Luteolin attenuates PM2.5-induced inflammatory responses by augmenting HO-1 and JAK-STAT expression in murine alveolar macrophages

• Published in: Food and agricultural immunology Vol. 33; no. 1; pp. 47 - 64
• Main Authors: Hsieh, Wen-Che, Lai, Chane-Yu, Lin, Hui-Wen, Tu, Dom-Gene, Shen, Ting-Jing, Lee, Yi-Ju, Hsieh, Ming-Chang, Chen, Ching-Chung, Han, Hsin-Hsuan, Chang, Yuan-Yen
• Format: Journal Article
• Language: English
• Published: Abingdon Taylor & Francis 31.12.2022; Taylor & Francis Ltd; Taylor & Francis Group
• Subjects: Alveoli; Ambient fine particulate matter (PM2.5); chemokine CCL5; Exposure; Flavonoids; HO-1; Inflammation; Inflammatory response; Interleukin 6; JAK/STAT/NF-κB; Janus kinase 2; lungs; luteolin; Macrophages; mice; Monocyte chemoattractant protein 1; murine alveolar macrophages; NF-κB protein; Nitric-oxide synthase; Particulate matter; Plant species; Pretreatment; Proteins; RANTES; Stat1 protein; Stat3 protein; Tumor necrosis factor-α
• ISSN: 0954-0105; 1465-3443; 1465-3443
• DOI: 10.1080/09540105.2021.2022605

To explore the involved mechanisms and possible treatments of ambient PM2.5 exposure-induced lung inflammation, this work studied the activity of luteolin, a natural flavonoid which widely presents in many plant species, in murine alveolar macrophage MH S cells exposed to PM2.5. Results showed PM2.5 induced an inflammatory response, as evidenced by significantly increased TNF-α, IL-6, MCP-1 and Rantes levels. and induced iNOS, COX-2, and NF-κB protein expressions in MH-S cells.
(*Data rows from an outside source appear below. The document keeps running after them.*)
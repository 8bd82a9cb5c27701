//! Store records in `.xlsx`, `.csv` or `.tsv` files and load them back.
//!
//! A record type declares its attributes with `#[derive(Record)]`; every
//! attribute becomes a column, in declaration order, under a header row of
//! attribute names. Containers (`Vec`, tuples, maps) are written either in a
//! literal bracket syntax that loads back into a container, or, with
//! [`StoreOptions::readable`], as a bulleted list meant for people.
//!
//! ```no_run
//! use ezspreadsheet::{Record, Spreadsheet, StoreOptions};
//!
//! #[derive(Record)]
//! struct User {
//!     name: String,
//!     age: i64,
//!     family: Vec<String>,
//! }
//!
//! let users = vec![User {
//!     name: "Kieran".into(),
//!     age: 21,
//!     family: vec!["Abby".into(), "Mike".into(), "Janice".into()],
//! }];
//!
//! Spreadsheet::<User>::bind("users.csv")?
//!     .scoped(|sheet| sheet.store([&users], StoreOptions::default()))?;
//!
//! let (_, loaded) = Spreadsheet::<User>::bind("users.csv")?.load("User")?;
//! assert_eq!(loaded[0].family, ["Abby", "Mike", "Janice"]);
//! # Ok::<(), ezspreadsheet::Error>(())
//! ```
//!
//! Records are limited to [`MAX_ATTRIBUTES`] attributes.

// Lets `#[derive(Record)]` expand to `::ezspreadsheet::...` inside this crate too.
extern crate self as ezspreadsheet;

pub mod codec;
pub mod config;
pub mod convert;
pub mod error;
pub mod generic;
pub mod record;
pub mod retry;
pub mod schema;
pub mod session;

pub use codec::{FieldCursor, ValueCodec};
pub use config::SpreadsheetConfig;
pub use convert::{FromValue, ToValue};
pub use error::{CoerceError, DecodeError, Error, Result, SchemaError};
pub use generic::GenericRecord;
pub use record::{Instance, Record, RecordType, Storable};
pub use retry::{RetryDecision, prompt_on_terminal};
pub use schema::{Declaration, FieldDescriptor, MAX_ATTRIBUTES, RecordShape, extract};
pub use session::{Records, Spreadsheet, StoreOptions};

pub use ezspreadsheet_macros::Record;

pub use ezspreadsheet_common::{CellValue, Value, ValueKind, column_label};
pub use ezspreadsheet_store::{
    BackendOptions, CsvReadOptions, CsvWriteOptions, StoreError, TabularFormat, TypeInference,
    XlsxOptions,
};
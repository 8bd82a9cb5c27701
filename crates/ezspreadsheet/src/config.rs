use ezspreadsheet_store::{BackendOptions, TypeInference};

#[cfg(feature = "serde")]
use serde::{Deserialize, Serialize};

/// Session settings. Everything has a working default.
#[cfg_attr(feature = "serde", derive(Serialize, Deserialize))]
#[derive(Clone, Debug)]
pub struct SpreadsheetConfig {
    /// Per-format read/write options (delimiters, heading style).
    pub backend: BackendOptions,
    /// How stored text is typed in columns whose kind is not declared.
    pub type_inference: TypeInference,
    /// Refine the field kinds of a header-built record type from the first data row.
    pub infer_schema: bool,
    /// Reject typed loads whose stored header differs from the bound attributes.
    pub validate_header: bool,
}

impl Default for SpreadsheetConfig {
    fn default() -> Self {
        Self {
            backend: BackendOptions::default(),
            type_inference: TypeInference::default(),
            infer_schema: true,
            validate_header: true,
        }
    }
}

impl SpreadsheetConfig {
    pub fn with_type_inference(mut self, mode: TypeInference) -> Self {
        self.type_inference = mode;
        self
    }

    /// Field delimiter for both reading and writing delimited text.
    pub fn with_delimiter(mut self, delimiter: u8) -> Self {
        self.backend.csv_read.delimiter = Some(delimiter);
        self.backend.csv_write.delimiter = Some(delimiter);
        self
    }

    pub fn with_heading_style(mut self, bold: bool, size: f64) -> Self {
        self.backend.xlsx.heading_bold = bold;
        self.backend.xlsx.heading_size = size;
        self
    }

    pub fn with_wrap_data(mut self, wrap: bool) -> Self {
        self.backend.xlsx.wrap_data = wrap;
        self
    }

    pub fn with_schema_inference(mut self, enabled: bool) -> Self {
        self.infer_schema = enabled;
        self
    }

    pub fn with_header_validation(mut self, enabled: bool) -> Self {
        self.validate_header = enabled;
        self
    }
}
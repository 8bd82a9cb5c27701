use proc_macro::TokenStream;
use proc_macro2::TokenStream as TokenStream2;
use quote::quote;
use syn::{Data, DeriveInput, Fields, LitStr, parse_macro_input, spanned::Spanned};

/// Derive `Record`, `Instance` and `ToValue` for a struct with named fields.
///
/// Columns follow field declaration order. Attributes:
/// * `#[record(name = "Animal")]` on the struct overrides the type name.
/// * `#[record(rename = "Conservation Status")]` on a field overrides its column name.
#[proc_macro_derive(Record, attributes(record))]
pub fn derive_record(input: TokenStream) -> TokenStream {
    let input = parse_macro_input!(input as DeriveInput);
    match expand(&input) {
        Ok(ts) => ts.into(),
        Err(err) => err.to_compile_error().into(),
    }
}

struct FieldSpec {
    ident: syn::Ident,
    column: String,
    ty: syn::Type,
}

fn expand(input: &DeriveInput) -> syn::Result<TokenStream2> {
    /* -------- 1 · struct-level attributes -------- */
    let ident = &input.ident;
    let mut type_name = ident.to_string();
    for attr in input.attrs.iter().filter(|a| a.path().is_ident("record")) {
        attr.parse_nested_meta(|meta| {
            if meta.path.is_ident("name") {
                let lit: LitStr = meta.value()?.parse()?;
                type_name = lit.value();
                Ok(())
            } else {
                Err(meta.error("expected `name = \"...\"`"))
            }
        })?;
    }

    /* -------- 2 · named fields, in declaration order -------- */
    let Data::Struct(data) = &input.data else {
        return Err(syn::Error::new(
            input.span(),
            "Record can only be derived for structs",
        ));
    };
    let Fields::Named(named) = &data.fields else {
        return Err(syn::Error::new(
            data.fields.span(),
            "Record requires named fields",
        ));
    };

    let mut fields = Vec::with_capacity(named.named.len());
    for field in &named.named {
        let Some(field_ident) = field.ident.clone() else {
            continue;
        };
        let mut column = field_ident.to_string();
        if let Some(stripped) = column.strip_prefix("r#") {
            column = stripped.to_string();
        }
        for attr in field.attrs.iter().filter(|a| a.path().is_ident("record")) {
            attr.parse_nested_meta(|meta| {
                if meta.path.is_ident("rename") {
                    let lit: LitStr = meta.value()?.parse()?;
                    column = lit.value();
                    Ok(())
                } else {
                    Err(meta.error("expected `rename = \"...\"`"))
                }
            })?;
        }
        fields.push(FieldSpec {
            ident: field_ident,
            column,
            ty: field.ty.clone(),
        });
    }

    /* -------- 3 · generated items -------- */
    let (impl_generics, ty_generics, where_clause) = input.generics.split_for_impl();

    let descriptors = fields.iter().map(|f| {
        let column = &f.column;
        let ty = &f.ty;
        quote! {
            ::ezspreadsheet::FieldDescriptor::new(
                #column,
                <#ty as ::ezspreadsheet::FromValue>::KIND,
            )
        }
    });

    let values = fields.iter().map(|f| {
        let field_ident = &f.ident;
        quote! { ::ezspreadsheet::ToValue::to_value(&self.#field_ident) }
    });

    let named_values = fields.iter().map(|f| {
        let field_ident = &f.ident;
        let column = &f.column;
        quote! {
            (
                ::std::string::String::from(#column),
                ::ezspreadsheet::ToValue::to_value(&self.#field_ident),
            )
        }
    });

    let constructs = fields.iter().map(|f| {
        let field_ident = &f.ident;
        let ty = &f.ty;
        quote! { #field_ident: cursor.field::<#ty>()? }
    });

    Ok(quote! {
        impl #impl_generics ::ezspreadsheet::Instance for #ident #ty_generics #where_clause {
            fn type_name(&self) -> &str {
                #type_name
            }

            fn matches(&self, ty: &::ezspreadsheet::RecordType) -> bool {
                ty.is::<Self>()
            }

            fn values(&self) -> ::std::vec::Vec<::ezspreadsheet::Value> {
                ::std::vec![ #(#values),* ]
            }
        }

        impl #impl_generics ::ezspreadsheet::Record for #ident #ty_generics #where_clause {
            fn declaration() -> ::std::option::Option<::ezspreadsheet::Declaration> {
                ::std::option::Option::Some(::ezspreadsheet::Declaration {
                    name: #type_name,
                    fields: ::std::vec![ #(#descriptors),* ],
                })
            }

            fn construct(
                ty: &::ezspreadsheet::RecordType,
                values: ::std::vec::Vec<::ezspreadsheet::Value>,
            ) -> ::std::result::Result<Self, ::ezspreadsheet::DecodeError> {
                let mut cursor = ::ezspreadsheet::FieldCursor::new(ty, values)?;
                ::std::result::Result::Ok(Self {
                    #(#constructs),*
                })
            }
        }

        impl #impl_generics ::ezspreadsheet::ToValue for #ident #ty_generics #where_clause {
            fn to_value(&self) -> ::ezspreadsheet::Value {
                ::ezspreadsheet::Value::Record {
                    name: ::std::string::String::from(#type_name),
                    fields: ::std::vec![ #(#named_values),* ],
                }
            }
        }
    })
}
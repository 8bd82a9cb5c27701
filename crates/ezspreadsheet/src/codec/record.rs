use ezspreadsheet_common::{CellValue, Value};

use super::value::ValueCodec;
use crate::convert::FromValue;
use crate::error::{DecodeError, Error};
use crate::record::{Instance, Record, RecordType};
use crate::schema::RecordShape;

/// Header cells for `shape`, one attribute name per column.
pub fn header_row(shape: &RecordShape) -> Vec<CellValue> {
    shape.names().map(CellValue::from).collect()
}

/// Encode one instance as a data row.
///
/// The type check runs before any attribute is read.
pub fn encode_record(
    instance: &dyn Instance,
    ty: &RecordType,
    codec: &ValueCodec,
) -> Result<Vec<CellValue>, Error> {
    if !instance.matches(ty) {
        return Err(Error::TypeMismatch {
            expected: ty.name().to_string(),
            found: instance.type_name().to_string(),
        });
    }
    Ok(instance
        .values()
        .iter()
        .map(|value| codec.encode(value))
        .collect())
}

/// Decode the cells of a data row into one value per field of `shape`, each
/// according to the field's kind.
///
/// Missing trailing cells become `Empty`; extra cells must be blank.
pub fn decode_cells(
    row: Vec<CellValue>,
    shape: &RecordShape,
    codec: &ValueCodec,
) -> Result<Vec<Value>, DecodeError> {
    let width = shape.len();
    let found = row.iter().rposition(|c| !c.is_empty()).map_or(0, |i| i + 1);
    if found > width {
        return Err(DecodeError::RowWidth {
            expected: width,
            found,
        });
    }
    let mut values: Vec<Value> = row
        .into_iter()
        .zip(shape.fields())
        .map(|(cell, field)| codec.decode_as(cell, field.kind))
        .collect();
    values.resize(width, Value::Empty);
    Ok(values)
}

pub fn decode_row<R: Record>(
    row: Vec<CellValue>,
    ty: &RecordType,
    codec: &ValueCodec,
) -> Result<R, DecodeError> {
    let values = decode_cells(row, ty.shape(), codec)?;
    R::construct(ty, values)
}

/// Hands decoded values to a record's fields in column order, naming the
/// field in any coercion error.
pub struct FieldCursor<'a> {
    ty: &'a RecordType,
    values: std::vec::IntoIter<Value>,
    index: usize,
}

impl<'a> FieldCursor<'a> {
    pub fn new(ty: &'a RecordType, values: Vec<Value>) -> Result<Self, DecodeError> {
        if values.len() != ty.shape().len() {
            return Err(DecodeError::RowWidth {
                expected: ty.shape().len(),
                found: values.len(),
            });
        }
        Ok(Self {
            ty,
            values: values.into_iter(),
            index: 0,
        })
    }

    pub fn field<T: FromValue>(&mut self) -> Result<T, DecodeError> {
        let name = self
            .ty
            .shape()
            .field(self.index)
            .map(|f| f.name.clone())
            .unwrap_or_else(|| format!("#{}", self.index));
        self.index += 1;
        let value = self
            .values
            .next()
            .ok_or_else(|| DecodeError::Missing { field: name.clone() })?;
        T::from_value(value).map_err(|source| DecodeError::Coerce {
            field: name,
            source,
        })
    }
}

#[cfg(test)]
mod tests {
    use super::*;
    use crate::Record;
    use crate::generic::GenericRecord;
    use ezspreadsheet_store::TabularFormat;

    #[derive(Record, Debug, PartialEq)]
    struct Animal {
        name: String,
        conservation_status: String,
    }

    #[derive(Record, Debug, PartialEq)]
    struct User {
        name: String,
        age: i64,
        family: Vec<String>,
    }

    #[test]
    fn encode_reads_attributes_in_declaration_order() {
        let ty = RecordType::of::<Animal>().unwrap();
        let gecko = Animal {
            name: "Leopard Gecko".into(),
            conservation_status: "Least Concern".into(),
        };
        assert_eq!(
            header_row(ty.shape()),
            vec![CellValue::from("name"), CellValue::from("conservation_status")]
        );
        assert_eq!(
            encode_record(&gecko, &ty, &ValueCodec::default()).unwrap(),
            vec![CellValue::from("Leopard Gecko"), CellValue::from("Least Concern")]
        );
    }

    #[test]
    fn foreign_instances_are_rejected_before_reading() {
        let ty = RecordType::of::<Animal>().unwrap();
        let user = User {
            name: "Kieran".into(),
            age: 21,
            family: vec![],
        };
        let err = encode_record(&user, &ty, &ValueCodec::default()).unwrap_err();
        assert!(matches!(
            err,
            Error::TypeMismatch { ref expected, ref found } if expected == "Animal" && found == "User"
        ));
    }

    #[test]
    fn scalar_and_list_attributes_round_trip() {
        let ty = RecordType::of::<User>().unwrap();
        let codec = ValueCodec::for_format(TabularFormat::Csv, false);
        let user = User {
            name: "Kieran".into(),
            age: 21,
            family: vec!["Abby".into(), "Mike".into(), "Janice".into()],
        };
        let row = encode_record(&user, &ty, &codec).unwrap();
        assert_eq!(row[2], CellValue::from("['Abby', 'Mike', 'Janice']"));
        let back: User = decode_row(row, &ty, &codec).unwrap();
        assert_eq!(back, user);
    }

    #[derive(Record, Debug, PartialEq)]
    struct Contact {
        name: String,
        phone: String,
        calls: u32,
    }

    #[test]
    fn text_attributes_are_not_reinterpreted() {
        let ty = RecordType::of::<Contact>().unwrap();
        let codec = ValueCodec::for_format(TabularFormat::Csv, false);
        let row = vec![
            CellValue::from("[draft] Kieran"),
            CellValue::from("(555) 123-4567"),
            CellValue::from("3"),
        ];
        let contact: Contact = decode_row(row, &ty, &codec).unwrap();
        assert_eq!(
            contact,
            Contact {
                name: "[draft] Kieran".into(),
                phone: "(555) 123-4567".into(),
                calls: 3,
            }
        );

        let row = vec![CellValue::from("true"), CellValue::from("1e3"), CellValue::Int(0)];
        let contact: Contact = decode_row(row, &ty, &codec).unwrap();
        assert_eq!((contact.name.as_str(), contact.phone.as_str()), ("true", "1e3"));
    }

    #[test]
    fn short_rows_are_padded_and_wide_rows_rejected() {
        let ty = RecordType::of::<Animal>().unwrap();
        let codec = ValueCodec::default();
        let animal: Animal = decode_row(vec![CellValue::from("Gecko")], &ty, &codec).unwrap();
        assert_eq!(animal.conservation_status, "");

        let wide = vec![
            CellValue::from("a"),
            CellValue::from("b"),
            CellValue::from("c"),
        ];
        assert_eq!(
            decode_row::<Animal>(wide, &ty, &codec).unwrap_err(),
            DecodeError::RowWidth {
                expected: 2,
                found: 3
            }
        );

        let trailing_blank = vec![CellValue::from("a"), CellValue::from("b"), CellValue::Empty];
        assert!(decode_row::<Animal>(trailing_blank, &ty, &codec).is_ok());
    }

    #[test]
    fn coercion_errors_name_the_field() {
        let ty = RecordType::of::<User>().unwrap();
        let row = vec![
            CellValue::from("Kieran"),
            CellValue::from("twenty"),
            CellValue::from("[]"),
        ];
        let err = decode_row::<User>(row, &ty, &ValueCodec::default()).unwrap_err();
        assert!(matches!(err, DecodeError::Coerce { ref field, .. } if field == "age"));
    }

    #[test]
    fn generic_rows_keep_decoded_values() {
        let header = [CellValue::from("name"), CellValue::from("family")];
        let ty = RecordType::from_header("User", &header).unwrap();
        let row = vec![CellValue::from("Kieran"), CellValue::from("('Abby',)")];
        let record: GenericRecord = decode_row(row, &ty, &ValueCodec::default()).unwrap();
        assert_eq!(
            record.get("family"),
            Some(&Value::Tuple(vec![Value::from("Abby")]))
        );
    }
}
Moreover, luteolin pre-treatment reduced JAK2 and STAT1 but not STAT3 protein expressions in PM2.5-stimulated MH-S cells. Performing JAK2 inhibitor AG490 further showed reduced TNF-α and IL-6 productions as well as iNOS, COX-2, and NF-κB protein expressions. In addition, although PM2.5 exposure could elevate HO-1 expression basically, luteolin pre-treatment and AG490 administration further significantly enhanced HO-1 expression additionally. Collectively, these results revealed that luteolin inhibits inflammation through suppressing JAK2/STAT1/NF-κB pathway and enhancing HO-1 expression in PM2.5-challenged alveolar macrophage MH-S cells.